Making the Yeast Happy
Quality beer starts with quality brewing, which proceeds through stages including malting, mashing, lautering, fermenting, conditioning, and filtering. Like any kind of cooking process, careful attention is required at each stage to ensure consistency and quality in the finished product.
The fermenting stage is one of the most important components, and, according to brewing quality consultant Alastair Pringle, of Pringle-Scott LLC in St. Louis, one that is often underemphasized.
“Some people don’t understand that yeast is a living organism that you need to treat right, just like you need to treat your tomato plant right if you expect it to grow,” he says.
The brewer must ensure that the wort—the liquid extracted from malt in the mashing process—has the nutritional qualities that the yeast wants, and that it has “the right balance of fermentable and nonfermentable carbohydrates to produce the right balance between alcohol and sweetness from unfermentable sugars,” Pringle explains. “Focus on the components of the wort, and then making sure that you treat the yeast right, that you pitch it at the right amount into the wort, and that you get the right amount of oxygen in there for growth. The single most important thing is to get the right amount of oxygen.”

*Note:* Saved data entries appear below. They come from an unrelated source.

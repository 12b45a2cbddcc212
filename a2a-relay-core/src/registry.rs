//! Agent registry built from the host's credential slots.
//!
//! The registry is a pure function of the credentials at call time. It is
//! rebuilt for every operation and never cached, since the host may change
//! credentials between calls. Configuration-time validation and call-time
//! construction go through [`AgentRegistry::build`], so both apply the same
//! rules.

use std::fmt;

use a2a_relay_config::{agent_slots, AgentSlot, CredentialMap, AGENT_SLOT_COUNT};
use indexmap::IndexMap;
use serde::Serialize;
use thiserror::Error;

use crate::a2a::ErrorCategory;

/// How requests to an agent are authenticated.
#[derive(Debug, Clone, PartialEq, Eq, Default)]
pub enum AuthType {
    #[default]
    None,
    Bearer,
    ApiKey,
    Basic,
    /// Unrecognised scheme, kept verbatim
    Other(String),
}

impl AuthType {
    /// Parse a trimmed auth type. An empty value means "unset" and reads as
    /// [`AuthType::None`].
    pub fn parse(raw: &str) -> Self {
        match raw.trim() {
            "" | "none" => AuthType::None,
            "bearer" => AuthType::Bearer,
            "api-key" => AuthType::ApiKey,
            "basic" => AuthType::Basic,
            other => AuthType::Other(other.to_string()),
        }
    }

    pub fn as_str(&self) -> &str {
        match self {
            AuthType::None => "none",
            AuthType::Bearer => "bearer",
            AuthType::ApiKey => "api-key",
            AuthType::Basic => "basic",
            AuthType::Other(raw) => raw,
        }
    }

    pub fn requires_credential(&self) -> bool {
        !matches!(self, AuthType::None)
    }
}

impl fmt::Display for AuthType {
    fn fmt(&self, f: &mut fmt::Formatter<'_>) -> fmt::Result {
        f.write_str(self.as_str())
    }
}

/// Connection settings for one registered agent
#[derive(Debug, Clone, PartialEq, Eq)]
pub struct AgentConfig {
    pub base_url: String,
    pub auth_type: AuthType,
    pub api_key: String,
    pub description: String,
}

impl AgentConfig {
    pub fn has_credentials(&self) -> bool {
        !self.api_key.is_empty()
    }
}

/// Fatal registry construction errors
#[derive(Debug, Clone, PartialEq, Eq, Error)]
pub enum RegistryError {
    #[error("Agent {slot} ({name}): Base URL is required when agent name is provided")]
    MissingUrl { slot: usize, name: String },

    #[error("Agent {slot} ({name}): API Key/Token is required when auth type is '{auth_type}'")]
    MissingCredential {
        slot: usize,
        name: String,
        auth_type: String,
    },

    #[error("Duplicate agent name '{0}' found. Each agent must have a unique name.")]
    DuplicateAgentName(String),

    #[error("At least one agent must be configured. Please fill in Agent 1 fields.")]
    EmptyRegistry,
}

impl RegistryError {
    pub fn category(&self) -> ErrorCategory {
        ErrorCategory::Configuration
    }
}

pub type RegistryResult<T> = Result<T, RegistryError>;

/// Result of evaluating a single slot.
#[derive(Debug, Clone, PartialEq, Eq)]
pub enum SlotOutcome {
    Entry { name: String, config: AgentConfig },
    Skip,
    Fatal(RegistryError),
}

/// Evaluate one slot in isolation. Duplicate detection needs the other slots
/// and happens in [`AgentRegistry::from_slots`].
pub fn evaluate_slot(slot: &AgentSlot) -> SlotOutcome {
    let name = slot.name.trim();
    if name.is_empty() {
        return SlotOutcome::Skip;
    }

    let base_url = slot.url.trim();
    if base_url.is_empty() {
        return SlotOutcome::Fatal(RegistryError::MissingUrl {
            slot: slot.index,
            name: name.to_string(),
        });
    }

    let auth_type = AuthType::parse(&slot.auth_type);
    let api_key = slot.api_key.trim();
    if auth_type.requires_credential() && api_key.is_empty() {
        return SlotOutcome::Fatal(RegistryError::MissingCredential {
            slot: slot.index,
            name: name.to_string(),
            auth_type: auth_type.to_string(),
        });
    }

    // A secret configured next to `none` is never sent, so it is not kept.
    let api_key = if auth_type.requires_credential() {
        api_key.to_string()
    } else {
        String::new()
    };

    SlotOutcome::Entry {
        name: name.to_string(),
        config: AgentConfig {
            base_url: base_url.to_string(),
            auth_type,
            api_key,
            description: slot.description.trim().to_string(),
        },
    }
}

/// Mapping from agent name to its connection settings, in slot order.
#[derive(Debug, Clone, Default, PartialEq, Eq)]
pub struct AgentRegistry {
    agents: IndexMap<String, AgentConfig>,
}

impl AgentRegistry {
    /// Build the registry from a flat credential map.
    pub fn build(credentials: &CredentialMap) -> RegistryResult<Self> {
        Self::from_slots(&agent_slots(credentials))
    }

    /// Build the registry from explicit slots. Only the first
    /// [`AGENT_SLOT_COUNT`] slots are considered.
    pub fn from_slots(slots: &[AgentSlot]) -> RegistryResult<Self> {
        let mut agents = IndexMap::new();

        for slot in slots.iter().take(AGENT_SLOT_COUNT) {
            match evaluate_slot(slot) {
                SlotOutcome::Skip => continue,
                SlotOutcome::Fatal(err) => return Err(err),
                SlotOutcome::Entry { name, config } => {
                    if agents.contains_key(&name) {
                        return Err(RegistryError::DuplicateAgentName(name));
                    }
                    agents.insert(name, config);
                }
            }
        }

        if agents.is_empty() {
            return Err(RegistryError::EmptyRegistry);
        }

        Ok(Self { agents })
    }

    pub fn get(&self, name: &str) -> Option<&AgentConfig> {
        self.agents.get(name)
    }

    pub fn len(&self) -> usize {
        self.agents.len()
    }

    pub fn is_empty(&self) -> bool {
        self.agents.is_empty()
    }

    pub fn iter(&self) -> impl Iterator<Item = (&str, &AgentConfig)> {
        self.agents.iter().map(|(name, config)| (name.as_str(), config))
    }

    /// Public view of every agent. Secrets are reduced to a flag.
    pub fn listing(&self) -> Vec<AgentListing> {
        self.iter()
            .map(|(name, config)| AgentListing {
                name: name.to_string(),
                base_url: config.base_url.clone(),
                auth_type: config.auth_type.to_string(),
                description: config.description.clone(),
                has_credentials: config.has_credentials(),
            })
            .collect()
    }
}

/// One row of the agent listing
#[derive(Debug, Clone, PartialEq, Eq, Serialize)]
pub struct AgentListing {
    pub name: String,
    pub base_url: String,
    pub auth_type: String,
    pub description: String,
    pub has_credentials: bool,
}

/// Configuration-time check: succeeds iff the credentials produce a usable
/// registry.
pub fn validate_credentials(credentials: &CredentialMap) -> RegistryResult<()> {
    AgentRegistry::build(credentials).map(|_| ())
}

#[cfg(test)]
mod tests {
    use super::*;
    use pretty_assertions::assert_eq;

    fn creds(entries: &[(&str, &str)]) -> CredentialMap {
        entries
            .iter()
            .map(|(k, v)| ((*k).to_string(), (*v).to_string()))
            .collect()
    }

    fn agent(n: usize, name: &str, url: &str, auth: &str, key: &str) -> Vec<(String, String)> {
        vec![
            (format!("agent_{n}_name"), name.to_string()),
            (format!("agent_{n}_url"), url.to_string()),
            (format!("agent_{n}_auth_type"), auth.to_string()),
            (format!("agent_{n}_api_key"), key.to_string()),
            (format!("agent_{n}_description"), format!("{name} agent")),
        ]
    }

    #[test]
    fn test_auth_type_parsing() {
        assert_eq!(AuthType::parse("bearer"), AuthType::Bearer);
        assert_eq!(AuthType::parse(" api-key "), AuthType::ApiKey);
        assert_eq!(AuthType::parse("basic"), AuthType::Basic);
        assert_eq!(AuthType::parse(""), AuthType::None);
        assert_eq!(AuthType::parse("none"), AuthType::None);
        assert_eq!(AuthType::parse("oauth"), AuthType::Other("oauth".to_string()));
        assert_eq!(AuthType::parse("oauth").to_string(), "oauth");
    }

    #[test]
    fn test_skips_empty_and_whitespace_names() {
        let registry = AgentRegistry::build(&creds(&[
            ("agent_1_name", "   "),
            ("agent_1_url", "https://ignored.example.com"),
            ("agent_2_name", "support"),
            ("agent_2_url", "https://support.example.com"),
        ]))
        .unwrap();
        assert_eq!(registry.len(), 1);
        assert!(registry.get("support").is_some());
    }

    #[test]
    fn test_trims_every_field() {
        let registry = AgentRegistry::build(&creds(&[
            ("agent_1_name", " sales "),
            ("agent_1_url", " https://sales.example.com "),
            ("agent_1_auth_type", " bearer "),
            ("agent_1_api_key", " key "),
            ("agent_1_description", " Sales expert "),
        ]))
        .unwrap();
        let config = registry.get("sales").unwrap();
        assert_eq!(config.base_url, "https://sales.example.com");
        assert_eq!(config.auth_type, AuthType::Bearer);
        assert_eq!(config.api_key, "key");
        assert_eq!(config.description, "Sales expert");
    }

    #[test]
    fn test_missing_url_is_fatal() {
        let err = AgentRegistry::build(&creds(&[
            ("agent_1_name", "ok"),
            ("agent_1_url", "https://ok.example.com"),
            ("agent_2_name", "broken"),
        ]))
        .unwrap_err();
        assert_eq!(
            err,
            RegistryError::MissingUrl {
                slot: 2,
                name: "broken".to_string()
            }
        );
        assert_eq!(
            err.to_string(),
            "Agent 2 (broken): Base URL is required when agent name is provided"
        );
    }

    #[test]
    fn test_missing_credential_is_fatal() {
        let err = AgentRegistry::build(&creds(&[
            ("agent_1_name", "secure"),
            ("agent_1_url", "https://secure.example.com"),
            ("agent_1_auth_type", "basic"),
            ("agent_1_api_key", "   "),
        ]))
        .unwrap_err();
        assert_eq!(
            err.to_string(),
            "Agent 1 (secure): API Key/Token is required when auth type is 'basic'"
        );
    }

    #[test]
    fn test_unknown_auth_type_still_requires_credential() {
        let err = AgentRegistry::build(&creds(&[
            ("agent_1_name", "custom"),
            ("agent_1_url", "https://custom.example.com"),
            ("agent_1_auth_type", "oauth"),
        ]))
        .unwrap_err();
        assert!(matches!(err, RegistryError::MissingCredential { .. }));
    }

    #[test]
    fn test_duplicate_names_after_trim() {
        let mut entries = agent(1, "sales", "https://a.example.com", "none", "");
        entries.extend(agent(3, " sales ", "https://b.example.com", "none", ""));
        let err = AgentRegistry::build(&entries.into_iter().collect()).unwrap_err();
        assert_eq!(err, RegistryError::DuplicateAgentName("sales".to_string()));
    }

    #[test]
    fn test_empty_registry() {
        let err = AgentRegistry::build(&CredentialMap::new()).unwrap_err();
        assert_eq!(err, RegistryError::EmptyRegistry);
        assert_eq!(validate_credentials(&CredentialMap::new()), Err(RegistryError::EmptyRegistry));
    }

    #[test]
    fn test_entry_count_matches_named_slots() {
        let mut entries = Vec::new();
        for n in [1, 2, 4, 5] {
            entries.extend(agent(n, &format!("agent-{n}"), "https://x.example.com", "bearer", "k"));
        }
        let registry = AgentRegistry::build(&entries.into_iter().collect()).unwrap();
        assert_eq!(registry.len(), 4);
        let names: Vec<&str> = registry.iter().map(|(name, _)| name).collect();
        assert_eq!(names, vec!["agent-1", "agent-2", "agent-4", "agent-5"]);
    }

    #[test]
    fn test_from_slots_enforces_slot_limit() {
        let slots: Vec<AgentSlot> = (1..=7)
            .map(|index| AgentSlot {
                index,
                name: format!("agent-{index}"),
                url: "https://x.example.com".to_string(),
                ..AgentSlot::default()
            })
            .collect();
        let registry = AgentRegistry::from_slots(&slots).unwrap();
        assert_eq!(registry.len(), AGENT_SLOT_COUNT);
        assert!(registry.get("agent-6").is_none());
    }

    #[test]
    fn test_listing_hides_secrets() {
        let mut entries = agent(1, "sales", "https://sales.example.com", "bearer", "sales-key-123");
        entries.extend(agent(2, "support", "https://support.example.com", "none", "stray"));
        let registry = AgentRegistry::build(&entries.into_iter().collect()).unwrap();

        let listing = registry.listing();
        assert_eq!(listing.len(), 2);
        assert!(listing[0].has_credentials);
        assert!(!listing[1].has_credentials);
        assert_eq!(listing[1].auth_type, "none");

        let json = serde_json::to_string(&listing).unwrap();
        assert!(!json.contains("sales-key-123"));
        assert!(!json.contains("stray"));
    }

    #[test]
    fn test_evaluate_slot_outcomes() {
        assert_eq!(evaluate_slot(&AgentSlot::default()), SlotOutcome::Skip);

        let slot = AgentSlot {
            index: 4,
            name: "a".to_string(),
            ..AgentSlot::default()
        };
        assert!(matches!(
            evaluate_slot(&slot),
            SlotOutcome::Fatal(RegistryError::MissingUrl { slot: 4, .. })
        ));
    }
}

When these elements are combined in the right quantities, he says, “the fermentation becomes predictable, and so does the quality of the beer, in that it tastes the same and analytically it’s the same.”
Once this stage is past, where oxygen is essential to yeast reproduction, further oxygen intake must be minimized.
“Zero would be the goal,” Harpoon’s Schier says. “Any exposure to oxygen after the beer has fermented will shorten its shelf life and remove the gustatory enjoyment of the beer, make it smell sweet and flat and flabby. Brewers work really hard to keep their oxygen exposure down, and a dissolved oxygen meter is an incredibly valuable piece of equipment to help with that.”
Keeping the living yeast healthy is vital for flavor production, Schier notes, as the yeast imparts a large percentage of the aroma and flavor present in the finished product. Producing the high-alcohol-content beers common in craft brewing can be stressful for yeast.
“In addition to ethanol, which is a form of alcohol, and carbon dioxide, which is the fizz in beer, yeast also produces a wide range of secondary metabolites, and they give to beer a big part of its flavor. Healthy yeast will produce those secondary metabolites in consistent and pleasant ratios. Yeast that is stressed out or unhappy will produce those metabolites in ratios that are inconsistent so that you don’t get the same beer time after time, or unpleasant combinations that just don’t work that well,” Schier says.
Sanitation is Key
The craft beer industry is fortunate, from a safety standpoint, that no pathogens can survive in beer with normal alcohol content, bitterness, carbonation, and pH. From a quality standpoint, however, brewers must be constantly on the lookout for what Kuhr, of F.X. Matt, calls spoilage organisms, “which would make beer not taste good but would not make it harmful. It doesn’t take much of a lapse of process to allow those sorts of bacteria to get a foothold, and then they will quickly have a negative impact on flavor.”
So essential is sanitation, he says, that “most brewers spend their first several months of their career just learning to clean, before they are ever trusted with brewing.”
Fraser concurs: “Craft brewers take sanitation and microbiology very seriously. There’s a lot of manual cleaning on the craft side, whereas the bigger breweries are more automated.”